Now, the side stories is where this novel really shines. They kids working hard to get a rare class was a great way to show the worldbuilding, the author's ability to write interesting dialogue and explain the system. When the girl died I was devastated, the story was just so gripping.
But then another problem appears. When the first "important" character died I was shocked, when the second died, I was I little less, when every important side character just dropped dead I didn't care at all. It even felt a bit pointless having to read about people that would die without impacting the main plot in any meaningfull way.

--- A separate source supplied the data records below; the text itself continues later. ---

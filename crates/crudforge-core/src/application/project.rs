//! Declarative project plan for the sibling scaffolding driver.
//!
//! The original driver was a straight line of external-process calls. Here it
//! is data: every step names its prerequisites, execution is topologically
//! ordered, and already-satisfied steps are skipped, so re-running a plan is
//! harmless. The generator core knows nothing about any of this.

use std::collections::HashSet;
use std::fmt;

use crate::application::error::ApplicationError;

/// The four member crates of the generated layered workspace.
pub const MEMBERS: [&str; 4] = ["api", "application", "domain", "infrastructure"];

/// Caller-supplied description of the project to scaffold.
#[derive(Debug, Clone, PartialEq, Eq)]
pub struct ProjectSpec {
    pub name: String,
    pub description: String,
    pub docker: bool,
    /// Extra dependencies installed into the api member, `(crate, version)`.
    pub dependencies: Vec<(String, String)>,
}

impl ProjectSpec {
    pub fn new(name: impl Into<String>) -> Self {
        Self {
            name: name.into(),
            description: String::new(),
            docker: true,
            dependencies: Vec::new(),
        }
    }
}

// ── Steps ─────────────────────────────────────────────────────────────────────

/// One externally-executed toolchain action.
#[derive(Debug, Clone, PartialEq, Eq)]
pub enum ToolchainStep {
    /// Create the workspace root and its manifest.
    CreateWorkspace { name: String },
    /// Add a member crate to the workspace.
    AddMember { member: String },
    /// Wire `member` to depend on sibling `dependency` by path.
    AddPathDependency { member: String, dependency: String },
    /// Install a registry dependency into `member`.
    AddDependency {
        member: String,
        krate: String,
        version: String,
    },
}

impl fmt::Display for ToolchainStep {
    fn fmt(&self, f: &mut fmt::Formatter<'_>) -> fmt::Result {
        match self {
            Self::CreateWorkspace { name } => write!(f, "create workspace '{name}'"),
            Self::AddMember { member } => write!(f, "add member '{member}'"),
            Self::AddPathDependency { member, dependency } => {
                write!(f, "wire '{member}' -> '{dependency}'")
            }
            Self::AddDependency {
                member,
                krate,
                version,
            } => write!(f, "add {krate}@{version} to '{member}'"),
        }
    }
}

/// A step plus its position in the dependency graph.
#[derive(Debug, Clone, PartialEq, Eq)]
pub struct PlanStep {
    pub id: String,
    pub requires: Vec<String>,
    pub action: ToolchainStep,
}

// ── Plan ──────────────────────────────────────────────────────────────────────

/// An ordered-on-demand collection of plan steps.
#[derive(Debug, Clone, Default)]
pub struct ProjectPlan {
    steps: Vec<PlanStep>,
}

impl ProjectPlan {
    /// The standard layered workspace: four members, path-wired references,
    /// and the baseline third-party dependencies per layer.
    pub fn layered(spec: &ProjectSpec) -> Self {
        let mut plan = Self::default();

        plan.push("workspace", &[], ToolchainStep::CreateWorkspace {
            name: spec.name.clone(),
        });

        for member in MEMBERS {
            plan.push(
                &format!("member:{member}"),
                &["workspace"],
                ToolchainStep::AddMember {
                    member: member.into(),
                },
            );
        }

        // Reference wiring mirrors the layer rules: api sees application and
        // infrastructure, both of those see domain.
        for (member, dependency) in [
            ("api", "application"),
            ("api", "infrastructure"),
            ("application", "domain"),
            ("application", "infrastructure"),
            ("infrastructure", "domain"),
        ] {
            let member_id = format!("member:{member}");
            let dependency_id = format!("member:{dependency}");
            plan.push(
                &format!("ref:{member}->{dependency}"),
                &[member_id.as_str(), dependency_id.as_str()],
                ToolchainStep::AddPathDependency {
                    member: member.into(),
                    dependency: dependency.into(),
                },
            );
        }

        // Baseline packages per layer.
        for (member, krate, version) in [
            ("domain", "sqlx", "0.8"),
            ("domain", "uuid", "1"),
            ("domain", "chrono", "0.4"),
            ("application", "async-trait", "0.1"),
            ("application", "serde", "1"),
            ("api", "axum", "0.8"),
            ("api", "tokio", "1"),
            ("api", "serde_json", "1"),
            ("infrastructure", "sqlx", "0.8"),
            ("infrastructure", "rust_decimal", "1"),
        ] {
            let member_id = format!("member:{member}");
            plan.push(
                &format!("dep:{member}:{krate}"),
                &[member_id.as_str()],
                ToolchainStep::AddDependency {
                    member: member.into(),
                    krate: krate.into(),
                    version: version.into(),
                },
            );
        }

        // Caller-supplied extras land in the api member. A baseline package
        // named again in the manifest is ignored rather than duplicated.
        for (krate, version) in &spec.dependencies {
            let id = format!("dep:api:{krate}");
            if plan.steps.iter().any(|step| step.id == id) {
                continue;
            }
            plan.push(
                &id,
                &["member:api"],
                ToolchainStep::AddDependency {
                    member: "api".into(),
                    krate: krate.clone(),
                    version: version.clone(),
                },
            );
        }

        plan
    }

    fn push(&mut self, id: &str, requires: &[&str], action: ToolchainStep) {
        self.steps.push(PlanStep {
            id: id.into(),
            requires: requires.iter().map(|r| (*r).to_owned()).collect(),
            action,
        });
    }

    pub fn steps(&self) -> &[PlanStep] {
        &self.steps
    }

    /// Topologically order the steps, keeping declaration order among peers.
    ///
    /// Errors on unknown prerequisites and on cycles.
    pub fn execution_order(&self) -> Result<Vec<&PlanStep>, ApplicationError> {
        let known: HashSet<&str> = self.steps.iter().map(|s| s.id.as_str()).collect();
        for step in &self.steps {
            for requirement in &step.requires {
                if !known.contains(requirement.as_str()) {
                    return Err(ApplicationError::UnknownPlanStep {
                        id: step.id.clone(),
                    });
                }
            }
        }

        let mut placed: HashSet<&str> = HashSet::new();
        let mut order: Vec<&PlanStep> = Vec::with_capacity(self.steps.len());

        while order.len() < self.steps.len() {
            let before = order.len();
            for step in &self.steps {
                if placed.contains(step.id.as_str()) {
                    continue;
                }
                if step.requires.iter().all(|r| placed.contains(r.as_str())) {
                    placed.insert(step.id.as_str());
                    order.push(step);
                }
            }
            if order.len() == before {
                let stuck = self
                    .steps
                    .iter()
                    .find(|s| !placed.contains(s.id.as_str()))
                    .map(|s| s.id.clone())
                    .unwrap_or_default();
                return Err(ApplicationError::PlanCycle { step: stuck });
            }
        }

        Ok(order)
    }
}

// ── Tests ─────────────────────────────────────────────────────────────────────
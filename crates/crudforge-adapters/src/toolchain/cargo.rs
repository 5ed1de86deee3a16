//! Cargo toolchain adapter.
//!
//! Executes plan steps through the `cargo` binary, the way the project driver
//! expects: workspace manifest, `cargo new` per member, `cargo add` for
//! wiring and third-party packages. Satisfaction checks are manifest-based so
//! re-running a plan converges instead of re-invoking cargo.

use std::path::Path;
use std::process::Command;

use tracing::debug;

use crudforge_core::{
    application::{ApplicationError, ToolchainStep, ports::Toolchain},
    error::ForgeResult,
};

/// Production toolchain adapter spawning `cargo`.
#[derive(Debug, Clone, Copy)]
pub struct CargoToolchain;

impl CargoToolchain {
    pub fn new() -> Self {
        Self
    }
}

impl Default for CargoToolchain {
    fn default() -> Self {
        Self::new()
    }
}

impl Toolchain for CargoToolchain {
    fn is_satisfied(&self, step: &ToolchainStep, root: &Path) -> bool {
        match step {
            ToolchainStep::CreateWorkspace { .. } => root.join("Cargo.toml").exists(),
            ToolchainStep::AddMember { member } => root.join(member).join("Cargo.toml").exists(),
            ToolchainStep::AddPathDependency { member, dependency } => {
                manifest_mentions(root, member, dependency)
            }
            ToolchainStep::AddDependency { member, krate, .. } => {
                manifest_mentions(root, member, krate)
            }
        }
    }

    fn run(&self, step: &ToolchainStep, root: &Path) -> ForgeResult<()> {
        match step {
            ToolchainStep::CreateWorkspace { name } => {
                std::fs::create_dir_all(root).map_err(|e| ApplicationError::ToolchainFailed {
                    step: step.to_string(),
                    reason: e.to_string(),
                })?;
                std::fs::write(root.join("Cargo.toml"), workspace_manifest(name)).map_err(|e| {
                    ApplicationError::ToolchainFailed {
                        step: step.to_string(),
                        reason: e.to_string(),
                    }
                })?;
                Ok(())
            }
            ToolchainStep::AddMember { member } => {
                exec(root, &["new", "--lib", "--vcs", "none", member], step)
            }
            ToolchainStep::AddPathDependency { member, dependency } => exec(
                &root.join(member),
                &["add", "--path", &format!("../{dependency}")],
                step,
            ),
            ToolchainStep::AddDependency {
                member,
                krate,
                version,
            } => exec(
                &root.join(member),
                &["add", &format!("{krate}@{version}")],
                step,
            ),
        }
    }
}

fn workspace_manifest(name: &str) -> String {
    format!(
        "# Workspace for {name}\n\
         [workspace]\n\
         members = [\"api\", \"application\", \"domain\", \"infrastructure\"]\n\
         resolver = \"2\"\n"
    )
}

/// Crude but sufficient: `cargo add` always writes a `<name> = ` entry into
/// the member manifest, for registry and path dependencies alike.
fn manifest_mentions(root: &Path, member: &str, needle: &str) -> bool {
    std::fs::read_to_string(root.join(member).join("Cargo.toml"))
        .map(|manifest| manifest.contains(&format!("{needle} = ")))
        .unwrap_or(false)
}

fn exec(dir: &Path, args: &[&str], step: &ToolchainStep) -> ForgeResult<()> {
    debug!(?args, dir = %dir.display(), "invoking cargo");

    let output = Command::new("cargo")
        .args(args)
        .current_dir(dir)
        .output()
        .map_err(|e| ApplicationError::ToolchainFailed {
            step: step.to_string(),
            reason: e.to_string(),
        })?;

    if !output.status.success() {
        let stderr = String::from_utf8_lossy(&output.stderr);
        return Err(ApplicationError::ToolchainFailed {
            step: step.to_string(),
            reason: stderr.trim().to_string(),
        }
        .into());
    }

    Ok(())
}

#[cfg(test)]
mod tests {
    use super::*;

    #[test]
    fn workspace_manifest_lists_the_four_members() {
        let manifest = workspace_manifest("shop");
        for member in ["api", "application", "domain", "infrastructure"] {
            assert!(manifest.contains(member));
        }
    }

    #[test]
    fn nothing_is_satisfied_under_an_empty_root() {
        let toolchain = CargoToolchain::new();
        let root = Path::new("/nonexistent/workspace");
        assert!(!toolchain.is_satisfied(
            &ToolchainStep::CreateWorkspace { name: "shop".into() },
            root
        ));
        assert!(!toolchain.is_satisfied(
            &ToolchainStep::AddMember { member: "api".into() },
            root
        ));
    }
}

That was my main problem in the boat arc, well that and some other minor details. I didn't really care about Kiran anymore, the MC I knew would survive and I couldn't relate to their suffering, the slaved prince creeped me out and I didn't have enough time to form a real connection to the moster tamer family, so when they all died I just felt my time was wasted getting to know them. The only good parts during the arc was the MC species change and the final chapter with the youth that sleeps. But even in a arc that felt so pointless like this one the worldbuilding was still as amazing as ever, a pity that worldbuilding can't save an arc.
Killing important characters is great. it shows to the readers that the character actions have consequences and it can be a incredibly emotional moment, but do it much and getting attached to characters starts to get harder and the plot becomes pointless without interesting people to guide it. Some characters should survive and deal with the consequences, after all, the dead only matter if there is someone to mourn them.
I feel like I went a bit overboard when talking about the negative points, but I needed to say this so that the author can improve.
Because I really love this novel, and every criticism I make comes from my will to see it grow into it's full potential.